Recuadro 2.3
Libre mercado indígena vrs. privilegios coloniales
La institución del tianguis, del mercado periódico, fue preservada durante los siglos de la colonia y persiste todavía como un sistema de abasto eficiente y prácticamente imposible de sustituir. Pero desde entonces, la persistencia tiene mucho de engañosa. El derecho a producir y a comercializar ciertas mercaderías se había segregado en beneficio de grupos particulares de la sociedad [colonial]. Algunos de los grupos beneficiados con los derechos exclusivos para la producción de ciertos bienes no residían en el territorio novohispánico. El vino y el aceite de oliva procedían de España [...] y eran introducidos por monopolios comerciales españoles. La producción interna fue limitada, amputada en muchas de sus posibilidades, conforme a los intereses metropolitanos. Los productos coloniales más valiosos y redituables fueron concesionados a los gremios.
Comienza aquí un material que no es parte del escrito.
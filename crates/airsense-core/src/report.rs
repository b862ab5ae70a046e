//! Error reporting
//!
//! Failures surface from the sensors as `Result`s; the station hands each one
//! to an [`ErrorReporter`], which decides where it ends up (the log, the
//! screen, or both).

use core::fmt;

use embedded_graphics::pixelcolor::Rgb565;
use embedded_graphics::prelude::*;
use log::error;

use crate::pages::ErrorPage;
use crate::ui::Drawable;

/// A short machine-oriented message plus two lines meant for the display.
#[derive(Debug, Clone, Copy, PartialEq, Eq)]
pub struct ErrorReport<'a> {
    pub message: &'a str,
    pub display_lines: [&'a str; 2],
}

impl<'a> ErrorReport<'a> {
    pub const fn new(message: &'a str, line1: &'a str, line2: &'a str) -> Self {
        Self {
            message,
            display_lines: [line1, line2],
        }
    }
}

pub trait ErrorReporter {
    fn report(&mut self, report: &ErrorReport<'_>);
}

impl<R: ErrorReporter + ?Sized> ErrorReporter for &mut R {
    fn report(&mut self, report: &ErrorReport<'_>) {
        (**self).report(report);
    }
}

/// Fan a report out to two reporters, first `A` then `B`.
impl<A: ErrorReporter, B: ErrorReporter> ErrorReporter for (A, B) {
    fn report(&mut self, report: &ErrorReport<'_>) {
        self.0.report(report);
        self.1.report(report);
    }
}

/// Writes every report to the `log` facade at error level.
#[derive(Debug, Default, Clone, Copy)]
pub struct LogReporter;

impl ErrorReporter for LogReporter {
    fn report(&mut self, report: &ErrorReport<'_>) {
        error!(
            "{} ({}: {})",
            report.message, report.display_lines[0], report.display_lines[1]
        );
    }
}

/// Shows the latest report as a full-screen [`ErrorPage`].
pub struct ScreenReporter<D> {
    display: D,
    page: Option<ErrorPage>,
}

impl<D> ScreenReporter<D>
where
    D: DrawTarget<Color = Rgb565>,
    D::Error: fmt::Debug,
{
    pub fn new(display: D) -> Self {
        Self {
            display,
            page: None,
        }
    }

    /// Page for the most recent report, if any
    pub fn page(&self) -> Option<&ErrorPage> {
        self.page.as_ref()
    }

    pub fn display(&self) -> &D {
        &self.display
    }

    pub fn display_mut(&mut self) -> &mut D {
        &mut self.display
    }

    pub fn into_inner(self) -> D {
        self.display
    }
}

impl<D> ErrorReporter for ScreenReporter<D>
where
    D: DrawTarget<Color = Rgb565>,
    D::Error: fmt::Debug,
{
    fn report(&mut self, report: &ErrorReport<'_>) {
        let page = ErrorPage::from_report(report);
        // Render faults are logged only; the report itself has been delivered.
        if let Err(e) = page.draw(&mut self.display) {
            error!("Error page render error: {:?}", e);
        }
        self.page = Some(page);
    }
}
//! Fake hardware shared by the unit tests

use alloc::string::{String, ToString};
use alloc::vec::Vec;
use core::convert::Infallible;

use embedded_graphics::pixelcolor::Rgb565;
use embedded_graphics::prelude::*;
use embedded_hal::delay::DelayNs;

use crate::report::{ErrorReport, ErrorReporter};
use crate::sensors::{AnalogInput, AnalogPin, Sensor, SensorError, SensorReadings};

pub fn approx_eq(a: f32, b: f32, rel: f32) -> bool {
    let diff = if a > b { a - b } else { b - a };
    let scale = if b < 0.0 { -b } else { b };
    diff <= rel * scale.max(1.0)
}

pub fn relative_error(actual: f64, expected: f64) -> f64 {
    let err = (actual - expected) / expected;
    if err < 0.0 { -err } else { err }
}

#[derive(Debug, Clone, Copy, PartialEq, Eq)]
pub enum AdcFault {
    Timeout,
}

/// ADC that replays a script of raw values, then repeats the last one (or
/// faults forever when built with [`ScriptedAdc::then_fault`]).
pub struct ScriptedAdc {
    script: Vec<u16>,
    next: usize,
    reads: usize,
    fault: Option<AdcFault>,
    pins: Vec<AnalogPin>,
}

impl ScriptedAdc {
    pub fn constant(raw: u16) -> Self {
        Self::sequence(&[raw])
    }

    pub fn sequence(script: &[u16]) -> Self {
        Self {
            script: script.to_vec(),
            next: 0,
            reads: 0,
            fault: None,
            pins: Vec::new(),
        }
    }

    pub fn then_fault(mut self, fault: AdcFault) -> Self {
        self.fault = Some(fault);
        self
    }

    pub fn reads(&self) -> usize {
        self.reads
    }

    pub fn pins(&self) -> &[AnalogPin] {
        &self.pins
    }
}

impl AnalogInput for ScriptedAdc {
    type Error = AdcFault;

    fn read_raw(&mut self, pin: AnalogPin) -> Result<u16, AdcFault> {
        self.reads += 1;
        self.pins.push(pin);
        if let Some(raw) = self.script.get(self.next) {
            self.next += 1;
            return Ok(*raw);
        }
        match self.fault {
            Some(fault) => Err(fault),
            None => Ok(self.script.last().copied().unwrap_or(0)),
        }
    }
}

#[derive(Default)]
pub struct CountingDelay {
    calls: usize,
    total_ns: u64,
}

impl CountingDelay {
    pub fn calls(&self) -> usize {
        self.calls
    }

    pub fn total_ms(&self) -> u64 {
        self.total_ns / 1_000_000
    }
}

impl DelayNs for CountingDelay {
    fn delay_ns(&mut self, ns: u32) {
        self.calls += 1;
        self.total_ns += ns as u64;
    }

    fn delay_ms(&mut self, ms: u32) {
        self.calls += 1;
        self.total_ns += ms as u64 * 1_000_000;
    }
}

/// Digital sensor returning scripted results, repeating the last one.
pub struct ScriptedSensor<R> {
    script: Vec<Result<R, SensorError>>,
    next: usize,
    reads: usize,
}

impl<R: Copy> ScriptedSensor<R> {
    pub fn always(readings: R) -> Self {
        Self::sequence(&[Ok(readings)])
    }

    pub fn failing(sensor: &'static str) -> Self {
        Self::sequence(&[Err(SensorError::ReadFailed {
            sensor,
            operation: "measure",
            details: "scripted failure",
        })])
    }

    pub fn sequence(script: &[Result<R, SensorError>]) -> Self {
        Self {
            script: script.to_vec(),
            next: 0,
            reads: 0,
        }
    }

    pub fn reads(&self) -> usize {
        self.reads
    }
}

impl<R, const N: usize> Sensor<N> for ScriptedSensor<R>
where
    R: Copy + SensorReadings<N>,
{
    type Readings = R;

    fn read(&mut self) -> Result<R, SensorError> {
        self.reads += 1;
        let index = self.next.min(self.script.len() - 1);
        self.next += 1;
        self.script[index]
    }
}

#[derive(Debug, Clone, PartialEq, Eq)]
pub struct RecordedReport {
    pub message: String,
    pub display_lines: [String; 2],
}

#[derive(Default)]
pub struct RecordingReporter {
    pub reports: Vec<RecordedReport>,
}

impl ErrorReporter for RecordingReporter {
    fn report(&mut self, report: &ErrorReport<'_>) {
        self.reports.push(RecordedReport {
            message: report.message.to_string(),
            display_lines: [
                report.display_lines[0].to_string(),
                report.display_lines[1].to_string(),
            ],
        });
    }
}

/// Draw target that only counts what lands on it.
pub struct PixelCounter {
    size: Size,
    pub drawn: usize,
    pub clears: usize,
    pub colors: Vec<Rgb565>,
}

impl PixelCounter {
    pub fn new(width: u32, height: u32) -> Self {
        Self {
            size: Size::new(width, height),
            drawn: 0,
            clears: 0,
            colors: Vec::new(),
        }
    }

    pub fn saw(&self, color: Rgb565) -> bool {
        self.colors.contains(&color)
    }
}

impl OriginDimensions for PixelCounter {
    fn size(&self) -> Size {
        self.size
    }
}

impl DrawTarget for PixelCounter {
    type Color = Rgb565;
    type Error = Infallible;

    fn draw_iter<I>(&mut self, pixels: I) -> Result<(), Self::Error>
    where
        I: IntoIterator<Item = Pixel<Self::Color>>,
    {
        for Pixel(point, color) in pixels {
            if self.bounding_box().contains(point) {
                self.drawn += 1;
                if !self.colors.contains(&color) {
                    self.colors.push(color);
                }
            }
        }
        Ok(())
    }

    fn clear(&mut self, color: Self::Color) -> Result<(), Self::Error> {
        self.clears += 1;
        if !self.colors.contains(&color) {
            self.colors.push(color);
        }
        Ok(())
    }
}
Los maestros de esas corporaciones, los dueños de los talleres y los expendios, debían ser de hecho y derecho españoles de sangre no mezclada. Otros productos importantes como los cigarros, el aguardiente y las barajas, entre otros, se reservaron para los monopolios de producción del estado español.
La segregación racial [...] se acentuaba en el proceso de distribución. Comerciantes peninsulares tenían el monopolio para importar o para adquirir las importaciones que traían las flotas desde Europa o el Oriente. [...] Los productos de los gremios se vendían en los expendios de los maestros y se distribuían en el territorio por el grupo organizado de los grandes comerciantes, que a través de sus consulados mantenían políticamente los privilegios de sus monopolios.
[En consecuencia,] los mercados locales, los tianguis, recibían una oferta parcial y limitada, en la que casi nunca estaban presentes los productos concesionados a las corporaciones particulares.
Fuente: Arturo Warman, Mercados Indios, (México: Instituto Nacional Indigenista, 1982), p. 5.